The CRISPR-Cas9 gene-editing tool makes it possible to modify the genetic material of organisms. But CRISPR technology is not perfect. Frequently, these molecular “scissors” also make incisions in genetic regions that have a similar appearance to the target sequence. Researchers at the Berlin Institute of Health (BIH), Charité - Universitätsmedizin Berlin and Heidelberg University Hospital have developed a computer model that can be used to reduce such unwanted “off-target effects.”
The CRISPR-Cas9 gene-editing tool is considered a key biotechnological innovation with enormous potential for both basic research and clinical application in the field of gene therapy. However, these “gene scissors” are not always 100 percent precise. “Imagine our genetic make-up as a big shelf with lots of books,” explains Dr. Dominik Niopek, researcher at Heidelberg University’s Hospital and BioQuant Center. “The CRISPR gene-editing tool can find it difficult to distinguish between very similar words in these books – it makes mistakes.”
Together with Professor Roland Eils, director of the Digital Health Center at BIH and Charité – Universitäsmedizin Berlin, Niopek started to look for ways to improve the precision of these molecular scissors. Eils explains that the pivotal idea was to reproduce the individual steps of genome editing in a computer model. In doing so, the researchers made an interesting observation: “The more active the gene scissors are, the more likely they are to make mistakes,” says Eils.
The researchers then set out to reduce the activity of the CRISPR tool in such a way that it still efficiently cuts the desired target sequence in the genome, but no longer targets similar sequences. Using molecular biological methods, they created hybrids from the CRISPR technology and so-called anti-CRISPR proteins, which reduce the activity of the gene-editing tool. The researchers then compared the artificially weakened CRISPR system with the original variant in cell cultures. “In many cases, the weakened gene scissors are indeed more accurate – though the increase in precision depends on the genome sequence being targeted,” explains Sabine Aschenbrenner, a technical assistant in Eils’ department who is co-lead author of the study with BIH bioinformatician and systems physician Dr. Stefan Kallenberger.

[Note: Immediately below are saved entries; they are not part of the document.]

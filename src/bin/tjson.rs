use std::fs;
use std::io::{self, Read, Write};
use std::path::PathBuf;
use std::process;
use std::sync::Arc;

use clap::{Parser, ValueEnum};
use is_terminal::IsTerminal;
use tidyjson::{Formatter, NewLineStyle, StderrSink, TidyJsonOptions};

/// A streaming JSON validator and re-formatter.
///
/// tjson reads JSON from stdin or files, checks it against the JSON
/// grammar, and writes it back re-indented. A document that does not
/// parse fails the run; no partial output is ever produced for it.
#[derive(Parser, Debug)]
#[command(name = "tjson")]
#[command(version, about, long_about = None)]
struct Args {
    /// Input file(s), each holding one JSON document. If not specified,
    /// reads a single document from stdin.
    #[arg(value_name = "FILE")]
    files: Vec<PathBuf>,

    /// Output file. If not specified, writes to stdout.
    #[arg(short, long, value_name = "FILE")]
    output: Option<PathBuf>,

    /// Number of spaces per indentation level.
    #[arg(short, long, default_value = "2")]
    indent: usize,

    /// Use tabs instead of spaces for indentation.
    #[arg(short = 't', long)]
    tabs: bool,

    /// Line ending style.
    #[arg(long, value_enum, default_value = "lf")]
    eol: EolArg,

    /// Maximum nesting depth accepted before the input is rejected.
    #[arg(long, default_value = "200")]
    max_depth: usize,
}

#[derive(Debug, Clone, Copy, ValueEnum)]
enum EolArg {
    Lf,
    Cr,
    Crlf,
}

fn main() {
    let args = Args::parse();

    if let Err(e) = run(args) {
        eprintln!("tjson: {}", e);
        process::exit(1);
    }
}

fn run(args: Args) -> Result<(), Box<dyn std::error::Error>> {
    // Read input
    let inputs: Vec<String> = if args.files.is_empty() {
        if io::stdin().is_terminal() {
            return Err("no input; pipe JSON to stdin or pass a file".into());
        }
        let mut buffer = String::new();
        io::stdin().read_to_string(&mut buffer)?;
        vec![buffer]
    } else {
        let mut contents = Vec::with_capacity(args.files.len());
        for path in &args.files {
            let content = fs::read_to_string(path)
                .map_err(|e| format!("cannot read '{}': {}", path.display(), e))?;
            contents.push(content);
        }
        contents
    };

    // Configure formatter; grammar diagnostics go to stderr
    let mut formatter = Formatter::new().with_sink(Arc::new(StderrSink));
    configure_options(&mut formatter.options, &args);

    // Format each document
    let eol = formatter.options.newline_style.as_str();
    let mut output = String::new();
    for input in &inputs {
        let formatted = formatter.format(input).map_err(|_| "input is not valid JSON")?;
        output.push_str(&formatted);
        output.push_str(eol);
    }

    // Write output
    if let Some(path) = args.output {
        fs::write(&path, &output)
            .map_err(|e| format!("cannot write '{}': {}", path.display(), e))?;
    } else {
        io::stdout().write_all(output.as_bytes())?;
    }

    Ok(())
}

fn configure_options(opts: &mut TidyJsonOptions, args: &Args) {
    opts.indent_string = if args.tabs {
        "\t".to_string()
    } else {
        " ".repeat(args.indent)
    };

    opts.newline_style = match args.eol {
        EolArg::Lf => NewLineStyle::Lf,
        EolArg::Cr => NewLineStyle::Cr,
        EolArg::Crlf => NewLineStyle::Crlf,
    };

    opts.max_nesting_depth = args.max_depth;
}
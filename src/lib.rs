//! # TidyJson
//!
//! A streaming JSON validator and re-formatter: one pass over the input
//! characters that checks the JSON grammar and re-emits the document with
//! configurable indentation and line endings.
//!
//! TidyJson never builds a value tree. Every character of the document is
//! copied through verbatim; only the insignificant whitespace changes:
//!
//! - Objects and arrays are expanded one member/element per line, indented
//!   once per nesting depth
//! - Empty objects and arrays are kept on a single line (`{}`, `[]`)
//! - A member colon is followed by exactly one space
//! - Numbers, strings, and literals are emitted exactly as read, with no
//!   re-canonicalization
//!
//! Validation is whole-or-nothing: the first grammar violation fails the
//! entire call, and no partial output is returned. Exactly one top-level
//! value is accepted; trailing content after it is an error.
//!
//! ## Command-Line Tool
//!
//! This crate includes the `tjson` CLI tool for formatting JSON from the
//! terminal:
//!
//! ```sh
//! # Install
//! cargo install tidyjson
//!
//! # Format JSON from stdin
//! echo '{"a":1,"b":2}' | tjson
//!
//! # Format a file
//! tjson input.json -o output.json
//! ```
//!
//! Run `tjson --help` for all options.
//!
//! ## Quick Start
//!
//! ```rust
//! use tidyjson::Formatter;
//!
//! let input = r#"{"name":"Alice","scores":[95,87,92],"active":true}"#;
//!
//! let formatter = Formatter::new();
//! let output = formatter.format(input).unwrap();
//!
//! println!("{}", output);
//! ```
//!
//! ## Serializing Rust Types
//!
//! Any type implementing [`serde::Serialize`] can be formatted directly:
//!
//! ```rust
//! use serde::Serialize;
//! use tidyjson::Formatter;
//!
//! #[derive(Serialize)]
//! struct Player {
//!     name: String,
//!     scores: Vec<i32>,
//! }
//!
//! let player = Player {
//!     name: "Alice".into(),
//!     scores: vec![95, 87, 92],
//! };
//!
//! let formatter = Formatter::new();
//! let output = formatter.serialize(&player).unwrap();
//! ```
//!
//! ## Configuration
//!
//! Customize the output through [`TidyJsonOptions`]:
//!
//! ```rust
//! use tidyjson::{Formatter, NewLineStyle};
//!
//! let mut formatter = Formatter::new();
//! formatter.options.indent_string = "    ".to_string();
//! formatter.options.newline_style = NewLineStyle::Crlf;
//!
//! let output = formatter.format(r#"{"values":[1,2,3]}"#).unwrap();
//! ```
//!
//! ## Diagnostics
//!
//! Formatting failures are silent apart from the returned error. A
//! [`DiagnosticSink`] can be injected to additionally receive one
//! human-readable message per failed call — useful for surfacing parse
//! problems in logs or developer tooling:
//!
//! ```rust
//! use std::sync::Arc;
//! use tidyjson::{CollectorSink, Formatter};
//!
//! let sink = Arc::new(CollectorSink::new());
//! let formatter = Formatter::new().with_sink(sink.clone());
//!
//! assert!(formatter.format("[1, 2").is_err());
//! assert_eq!(sink.messages().len(), 1);
//! ```

mod buffer;
mod cursor;
mod diagnostics;
mod error;
mod formatter;
mod options;

pub use crate::cursor::InputPosition;
pub use crate::diagnostics::{CollectorSink, DiagnosticSink, NullSink, StderrSink};
pub use crate::error::TidyJsonError;
pub use crate::formatter::{format, Formatter};
pub use crate::options::{NewLineStyle, TidyJsonOptions};
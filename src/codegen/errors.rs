//! Code generation error types
//!
//! [`GenError`] covers every program the parser accepts but the generator
//! cannot turn into valid C. The first error aborts generation; no partial
//! output is returned.

use crate::codegen::types::ValueType;
use crate::parser::ast::SourceLocation;
use thiserror::Error;

#[derive(Debug, Clone, PartialEq, Eq, Error)]
pub enum GenError {
    /// Identifier used as a value with no binding in scope
    #[error("undefined variable '{name}' at {location}")]
    UndefinedVariable {
        name: String,
        location: SourceLocation,
    },

    /// Same name declared twice in one scope
    #[error("'{name}' is already declared in this scope at {location}")]
    Redeclaration {
        name: String,
        location: SourceLocation,
    },

    /// Name that would collide with C or the emitted runtime
    #[error("'{name}' is a reserved name and cannot be declared at {location}")]
    ReservedName {
        name: String,
        location: SourceLocation,
    },

    #[error("function '{name}' is defined more than once at {location}")]
    DuplicateFunction {
        name: String,
        location: SourceLocation,
    },

    /// Named function declared anywhere but the top level
    #[error("function '{name}' must be declared at the top level at {location}")]
    NestedFunction {
        name: String,
        location: SourceLocation,
    },

    #[error("function literals cannot be used as values at {location}")]
    FunctionLiteralValue { location: SourceLocation },

    #[error("'{callee}' is not callable at {location}")]
    UnsupportedCallee {
        callee: String,
        location: SourceLocation,
    },

    #[error("function '{function}' expects {expected} argument(s), got {got} at {location}")]
    ArgumentCountMismatch {
        function: String,
        expected: usize,
        got: usize,
        location: SourceLocation,
    },

    #[error("type mismatch in {context}: expected {expected}, found {found} at {location}")]
    TypeMismatch {
        context: String,
        expected: ValueType,
        found: ValueType,
        location: SourceLocation,
    },

    /// Integer literal that does not fit in a C `int`
    #[error("integer literal {value} does not fit in a C int at {location}")]
    IntegerOutOfRange {
        value: i64,
        location: SourceLocation,
    },

    /// String operand mixed with an int, or used with `- * /`
    #[error("operator '{operator}' cannot be applied to these operand types at {location}")]
    InvalidStringOperation {
        operator: &'static str,
        location: SourceLocation,
    },
}

impl GenError {
    pub fn location(&self) -> SourceLocation {
        match self {
            GenError::UndefinedVariable { location, .. }
            | GenError::Redeclaration { location, .. }
            | GenError::ReservedName { location, .. }
            | GenError::DuplicateFunction { location, .. }
            | GenError::NestedFunction { location, .. }
            | GenError::FunctionLiteralValue { location }
            | GenError::UnsupportedCallee { location, .. }
            | GenError::ArgumentCountMismatch { location, .. }
            | GenError::TypeMismatch { location, .. }
            | GenError::IntegerOutOfRange { location, .. }
            | GenError::InvalidStringOperation { location, .. } => *location,
        }
    }
}
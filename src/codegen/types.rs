//! The two value types the generator distinguishes.

use std::fmt;

/// Inferred type of an expression or variable
#[derive(Debug, Clone, Copy, PartialEq, Eq, Hash)]
pub enum ValueType {
    Int,
    Str,
}

impl ValueType {
    /// C spelling used in declarations
    pub fn c_type(self) -> &'static str {
        match self {
            ValueType::Int => "int",
            ValueType::Str => "char*",
        }
    }

    /// `printf` conversion used by `print` and auto-print
    pub fn printf_format(self) -> &'static str {
        match self {
            ValueType::Int => "%d",
            ValueType::Str => "%s",
        }
    }
}

impl fmt::Display for ValueType {
    fn fmt(&self, f: &mut fmt::Formatter<'_>) -> fmt::Result {
        match self {
            ValueType::Int => write!(f, "int"),
            ValueType::Str => write!(f, "string"),
        }
    }
}
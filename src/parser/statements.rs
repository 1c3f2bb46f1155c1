//! Statement parsing implementation
//!
//! Dispatch is on the current token's kind. Each method here is entered with
//! `current` on the statement's first token and leaves `current` on its last
//! token; the caller advances past it.
//!
//! # Supported Statements
//!
//! - `var name;` / `var name = expr;`
//! - `name = expr;`
//! - `print(expr);`
//! - `if cond { ... } [else { ... }]`
//! - `extern name;`
//! - `return [expr];`
//! - `func name(params) { ... }`
//! - `{ ... }`
//! - any expression, e.g. a call made for its side effect

use crate::parser::ast::*;
use crate::parser::lexer::TokenKind;
use crate::parser::parser::{ParseError, ParseResult, Parser};
use crate::parser::expressions::Precedence;

impl Parser<'_> {
    /// Parse a statement
    pub(crate) fn parse_statement(&mut self) -> ParseResult<Statement> {
        match self.current.kind {
            TokenKind::Var => self.parse_let_statement(),
            TokenKind::Print => self.parse_print_statement(),
            TokenKind::If => self.parse_if_statement(),
            TokenKind::Extern => self.parse_extern_statement(),
            TokenKind::Return => self.parse_return_statement(),
            TokenKind::Func if self.peek_is(TokenKind::Ident) => {
                self.parse_function_statement()
            }
            TokenKind::LBrace => Ok(Statement::Block(self.parse_block()?)),
            TokenKind::Ident if self.peek_is(TokenKind::Assign) => {
                self.parse_assignment_statement()
            }
            _ => self.parse_expression_statement(),
        }
    }

    /// Parse `var name;` or `var name = value;`
    fn parse_let_statement(&mut self) -> ParseResult<Statement> {
        let location = self.current_location();
        self.expect_peek(TokenKind::Ident)?;
        let name = self.current.literal.clone();

        if self.peek_is(TokenKind::Semicolon) {
            self.next_token();
            return Ok(Statement::Let {
                name,
                value: None,
                location,
            });
        }

        if !self.peek_is(TokenKind::Assign) {
            return Err(self.peek_error("'=' or ';' after variable name"));
        }
        self.next_token(); // '='
        self.next_token();

        let value = self.parse_expression(Precedence::Lowest)?;
        self.skip_optional_semicolon();

        Ok(Statement::Let {
            name,
            value: Some(value),
            location,
        })
    }

    /// Parse `name = value;`
    fn parse_assignment_statement(&mut self) -> ParseResult<Statement> {
        let location = self.current_location();
        let name = self.current.literal.clone();
        self.expect_peek(TokenKind::Assign)?;
        self.next_token();

        let value = self.parse_expression(Precedence::Lowest)?;
        self.skip_optional_semicolon();

        Ok(Statement::Assignment {
            name,
            value,
            location,
        })
    }

    /// Parse `print(value);`
    fn parse_print_statement(&mut self) -> ParseResult<Statement> {
        let location = self.current_location();
        self.expect_peek(TokenKind::LParen)?;
        self.next_token();

        let value = self.parse_expression(Precedence::Lowest)?;
        self.expect_peek(TokenKind::RParen)?;
        self.skip_optional_semicolon();

        Ok(Statement::Print { value, location })
    }

    /// Parse `if condition { ... }` with an optional `else { ... }`.
    ///
    /// `else` is not in the keyword table, so it is matched as an identifier
    /// spelled `else` directly after the consequence block.
    fn parse_if_statement(&mut self) -> ParseResult<Statement> {
        let location = self.current_location();
        self.next_token();

        let condition = self.parse_expression(Precedence::Lowest)?;
        self.expect_peek(TokenKind::LBrace)?;
        let consequence = self.parse_block()?;

        let alternative =
            if self.peek_is(TokenKind::Ident) && self.peek.literal == "else" {
                self.next_token();
                self.expect_peek(TokenKind::LBrace)?;
                Some(self.parse_block()?)
            } else {
                None
            };

        Ok(Statement::If {
            condition,
            consequence,
            alternative,
            location,
        })
    }

    /// Parse `extern name;`. Only the parameterless form exists.
    fn parse_extern_statement(&mut self) -> ParseResult<Statement> {
        let location = self.current_location();
        self.expect_peek(TokenKind::Ident)?;
        let name = self.current.literal.clone();

        if !self.peek_is(TokenKind::Semicolon) {
            return Err(ParseError::new(
                "extern declarations with parameters are not supported",
                self.peek.location,
            ));
        }
        self.next_token();

        Ok(Statement::Extern { name, location })
    }

    /// Parse `return;` or `return value;`
    fn parse_return_statement(&mut self) -> ParseResult<Statement> {
        let location = self.current_location();

        if self.peek_is(TokenKind::Semicolon) {
            self.next_token();
            return Ok(Statement::Return {
                value: None,
                location,
            });
        }
        if self.peek_is(TokenKind::RBrace) || self.peek_is(TokenKind::Eof) {
            return Ok(Statement::Return {
                value: None,
                location,
            });
        }

        self.next_token();
        let value = self.parse_expression(Precedence::Lowest)?;
        self.skip_optional_semicolon();

        Ok(Statement::Return {
            value: Some(value),
            location,
        })
    }

    /// Parse `func name(params) { body }`
    fn parse_function_statement(&mut self) -> ParseResult<Statement> {
        let location = self.current_location();
        self.expect_peek(TokenKind::Ident)?;
        let name = self.current.literal.clone();

        self.expect_peek(TokenKind::LParen)?;
        let parameters = self.parse_parameters()?;
        self.expect_peek(TokenKind::LBrace)?;
        let body = self.parse_block()?;

        Ok(Statement::Function {
            name,
            parameters,
            body,
            location,
        })
    }

    /// Parse an expression used as a statement.
    fn parse_expression_statement(&mut self) -> ParseResult<Statement> {
        let location = self.current_location();
        let expression = self.parse_expression(Precedence::Lowest)?;
        self.skip_optional_semicolon();

        Ok(Statement::Expression {
            expression,
            location,
        })
    }

    /// Parse `( name, name, ... )` with `current` on the `(`.
    pub(crate) fn parse_parameters(&mut self) -> ParseResult<Vec<String>> {
        self.parse_delimited(TokenKind::RParen, |p| p.current_identifier())
    }

    /// Parse a `{ ... }` block with `current` on the `{`. Leaves `current` on
    /// the matching `}`.
    ///
    /// Statements inside the block that fail to parse are recorded and
    /// skipped like top-level ones, so the block still closes on its own
    /// brace.
    pub(crate) fn parse_block(&mut self) -> ParseResult<Block> {
        let location = self.current_location();
        let mut statements = Vec::new();

        self.block_depth += 1;
        self.next_token();

        while !self.current_is(TokenKind::RBrace) {
            if self.current_is(TokenKind::Eof) {
                self.block_depth -= 1;
                return Err(ParseError::new(
                    format!(
                        "expected '}}' to close block opened at {}, got end of file",
                        location
                    ),
                    self.current_location(),
                ));
            }

            match self.parse_statement() {
                Ok(stmt) => {
                    statements.push(stmt);
                    self.next_token();
                }
                Err(err) => self.record(err),
            }
        }

        self.block_depth -= 1;
        Ok(Block {
            statements,
            location,
        })
    }
}
// Integration tests for the compiler pipeline

use cccp::codegen::GenError;
use cccp::parser::ast::Statement;
use cccp::parser::parser::{parse, Parser};
use cccp::pipeline::{compile, CompileError};
use cccp::toolchain::{Toolchain, ToolchainError};

/// Compile and execute `source`. Returns `None` when no C compiler is
/// installed.
fn run(name: &str, source: &str) -> Option<String> {
    let c_source = compile(source).expect("Compilation failed");
    let dir = std::env::temp_dir().join(format!("cccp-test-{}-{}", std::process::id(), name));

    let toolchain = match Toolchain::detect(None, &dir) {
        Ok(toolchain) => toolchain,
        Err(ToolchainError::CompilerNotFound) => return None,
        Err(e) => panic!("Toolchain detection failed: {}", e),
    };
    let result = toolchain.compile_and_run(&c_source);
    let _ = std::fs::remove_dir_all(&dir);
    Some(result.unwrap_or_else(|e| panic!("Build failed: {}\n{}", e, c_source)))
}

#[test]
fn test_let_and_print() {
    let program = parse("var x = 5; print(x);").expect("Parsing failed");
    assert_eq!(program.statements.len(), 2);

    let code = compile("var x = 5; print(x);").expect("Compilation failed");
    let decl = code.find("int x = 5;").expect("missing declaration");
    let print = code.find("printf(\"%d\\n\", x);").expect("missing printf");
    assert!(decl < print);

    if let Some(output) = run("let_print", "var x = 5; print(x);") {
        assert_eq!(output, "5\n");
    }
}

#[test]
fn test_string_concatenation() {
    let source = r#"
        var a = "Hi, ";
        var b = a + "there";
        print(b);
    "#;

    let code = compile(source).expect("Compilation failed");
    assert!(code.contains("char* b = concat_strings(a, \"there\");"));

    if let Some(output) = run("concat", source) {
        assert_eq!(output, "Hi, there\n");
    }
}

#[test]
fn test_function_call() {
    let source = r#"
        func add(a, b) {
            return a + b;
        }
        print(add(2, 3));
    "#;

    let program = parse(source).expect("Parsing failed");
    match &program.statements[0] {
        Statement::Function {
            name, parameters, ..
        } => {
            assert_eq!(name, "add");
            assert_eq!(parameters.len(), 2);
        }
        other => panic!("Expected function, got {:?}", other),
    }

    let code = compile(source).expect("Compilation failed");
    assert!(code.contains("int add(int a, int b);"));
    assert!(code.contains("int add(int a, int b) {"));

    if let Some(output) = run("function_call", source) {
        assert_eq!(output, "5\n");
    }
}

#[test]
fn test_syntax_error_blocks_codegen() {
    let mut parser = Parser::new("var = 5;");
    parser.parse_program();
    assert!(!parser.errors().is_empty());

    assert!(matches!(compile("var = 5;"), Err(CompileError::Syntax(_))));
}

#[test]
fn test_all_syntax_errors_reported() {
    let source = r#"
        var = 1;
        print 2;
        var ok = 3;
        extern f(x);
        print(ok);
    "#;

    match compile(source) {
        Err(CompileError::Syntax(diagnostics)) => {
            assert_eq!(diagnostics.len(), 3, "{}", diagnostics);
            let lines: Vec<usize> = diagnostics.iter().map(|e| e.location.line).collect();
            assert_eq!(lines, vec![2, 3, 5]);
        }
        other => panic!("Expected syntax errors, got {:?}", other),
    }
}

#[test]
fn test_block_scope_ends_with_if() {
    let source = r#"
        if 1 {
            var inner = 2;
        }
        print(inner);
    "#;

    match compile(source) {
        Err(CompileError::Codegen(GenError::UndefinedVariable { name, location })) => {
            assert_eq!(name, "inner");
            assert_eq!(location.line, 5);
        }
        other => panic!("Expected undefined variable, got {:?}", other),
    }
}

#[test]
fn test_extern_placeholder() {
    let code = compile("extern puts;").expect("Compilation failed");
    let baseline = compile("").expect("Compilation failed");

    assert!(code.contains("// extern puts declared (handled by C headers)"));
    assert_eq!(code.lines().count(), baseline.lines().count() + 1);
}

#[test]
fn test_if_else_runs_the_right_branch() {
    let source = r#"
        var name = "world";
        if name == "world" {
            print("hello " + name);
        } else {
            print("who?");
        }
        if name != "world" { print(1) } else { print(0) }
    "#;

    if let Some(output) = run("if_else", source) {
        assert_eq!(output, "hello world\n0\n");
    }
}

#[test]
fn test_auto_print_and_shadowing() {
    let source = r#"
        var x = 10
        {
            var x = "inner"
            x
        }
        x
        "folded " + "string"
    "#;

    if let Some(output) = run("auto_print", source) {
        assert_eq!(output, "inner\n10\nfolded string\n");
    }
}

#[test]
fn test_functions_and_anonymous_functions() {
    let source = r#"
        func square(n) {
            return n * n;
        }
        func(a) { print(a); }
        func sum_of_squares(a, b) {
            var total = square(a) + square(b);
            total
        }
        print(sum_of_squares(3, 4));
        print(square(square(2)));
    "#;

    let code = compile(source).expect("Compilation failed");
    assert!(code.contains("int func_0(int a);"));
    // Expression statements inside functions are not printed.
    assert!(code.contains("    total;\n    return 0;\n"));

    if let Some(output) = run("functions", source) {
        assert_eq!(output, "0\n16\n");
    }
}

#[test]
fn test_comments_are_ignored() {
    let source = r#"
        // line comment
        var x = 1; /* block
        comment */ print(x + 1);
    "#;

    if let Some(output) = run("comments", source) {
        assert_eq!(output, "2\n");
    }
}

#[test]
fn test_backslashes_in_strings_build() {
    let source = r#"print("a\"); print("x\qy"); print("tab\tok");"#;

    let code = compile(source).expect("Compilation failed");
    assert!(code.contains(r#"printf("%s\n", "a\\");"#));
    assert!(code.contains(r#"printf("%s\n", "x\\qy");"#));
    assert!(code.contains(r#"printf("%s\n", "tab\tok");"#));

    if let Some(output) = run("backslashes", source) {
        assert_eq!(output, "a\\\nx\\qy\ntab\tok\n");
    }
}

Beyond the laboratory, the fine-tuning of CRISPR technology could also have future relevance for patient applications. “Sustained high activity can lead to undesirable side effects in CRISPR gene-editing technology,” says Dominik Niopek. “The ability to quantitatively understand this phenomenon and to control the activity of the tool accordingly is therefore very important for the therapeutic use of this technology.”